= THE PROBLEM =
The required answer is every line of the data containing the word "directly".

= DATA FOR THIS EXERCISE =
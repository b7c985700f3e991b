//! ABOUTME: Project scope behavior - handles simple tasks, delegates complex ones
//! ABOUTME: Gate is task complexity against the orchestration_threshold knob

use std::sync::Arc;

use async_trait::async_trait;
use tracing::{debug, info};

use hopper_core::{Instance, InstanceScope, Result, Task, TaskStatus};
use hopper_storage::{Page, TaskFilter, TaskStore};

use crate::registry::InstanceRegistry;

use super::{active_task_count, ScopeBehavior, TaskAction};

/// Behavior for `project` instances.
///
/// Projects make tactical decisions: work a task directly when its
/// complexity stays under `orchestration_threshold`, otherwise hand it to
/// the least-loaded orchestration child.
pub struct ProjectBehavior {
    registry: Arc<InstanceRegistry>,
    tasks: Arc<dyn TaskStore>,
}

impl ProjectBehavior {
    /// Create a behavior bound to the registry and task store
    #[must_use]
    pub fn new(registry: Arc<InstanceRegistry>, tasks: Arc<dyn TaskStore>) -> Self {
        Self { registry, tasks }
    }
}

#[async_trait]
impl ScopeBehavior for ProjectBehavior {
    fn scope(&self) -> InstanceScope {
        InstanceScope::Project
    }

    async fn handle_incoming(&self, task: &Task, instance: &Instance) -> Result<TaskAction> {
        if self.should_delegate(task, instance).await? {
            if let Some(target) = self.find_delegation_target(task, instance).await? {
                return Ok(TaskAction::Delegate {
                    reason: format!(
                        "task complexity ({}) exceeds threshold, delegating to orchestration",
                        task.complexity()
                    ),
                    target_instance_id: target.id,
                });
            }

            // No orchestration child exists yet.
            if instance.config_bool("auto_create_orchestrations", true) {
                return Ok(TaskAction::Reject {
                    reason: "no orchestration instance available".into(),
                });
            }
            return Ok(TaskAction::Handle {
                reason: "no orchestration available, handling directly".into(),
            });
        }

        Ok(TaskAction::Handle {
            reason: "task complexity within threshold, handling directly".into(),
        })
    }

    async fn should_delegate(&self, task: &Task, instance: &Instance) -> Result<bool> {
        if !instance.config_bool("auto_delegate", true) {
            return Ok(false);
        }

        let threshold = instance.config_u64("orchestration_threshold", 3);
        let complexity = u64::from(task.complexity());
        debug!(task_id = %task.id, complexity, threshold, "delegation gate");
        Ok(complexity >= threshold)
    }

    async fn find_delegation_target(
        &self,
        _task: &Task,
        instance: &Instance,
    ) -> Result<Option<Instance>> {
        let orchestrations = self
            .registry
            .routable_children(&instance.id, Some(InstanceScope::Orchestration))
            .await?;

        let mut best: Option<(usize, Instance)> = None;
        for orchestration in orchestrations {
            let load = active_task_count(self.tasks.as_ref(), &orchestration.id).await?;
            if best.as_ref().is_none_or(|(n, _)| load < *n) {
                best = Some((load, orchestration));
            }
        }
        Ok(best.map(|(_, i)| i))
    }

    async fn on_task_completed(&self, task: &Task, instance: &Instance) -> Result<()> {
        info!(task_id = %task.id, instance_id = %instance.id, "task completed at project");
        self.registry
            .update(&instance.id, |i| i.bump_counter("completed_tasks"))
            .await?;
        Ok(())
    }

    async fn get_task_queue(&self, instance: &Instance) -> Result<Vec<Task>> {
        let filter = TaskFilter {
            statuses: vec![
                TaskStatus::Pending,
                TaskStatus::Claimed,
                TaskStatus::InProgress,
            ],
            instance_id: Some(instance.id.clone()),
            ..TaskFilter::default()
        };
        let (mut items, _) = self
            .tasks
            .list(
                &filter,
                Page {
                    offset: 0,
                    limit: usize::MAX,
                },
            )
            .await?;
        // Oldest first for project work-through order.
        items.sort_by(|a, b| a.created_at.cmp(&b.created_at).then_with(|| a.id.cmp(&b.id)));
        Ok(items)
    }
}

= EXERCISE OUTPUT =
/// Projects make tactical decisions: work a task directly when its
                reason: "no orchestration available, handling directly".into(),
            reason: "task complexity within threshold, handling directly".into(),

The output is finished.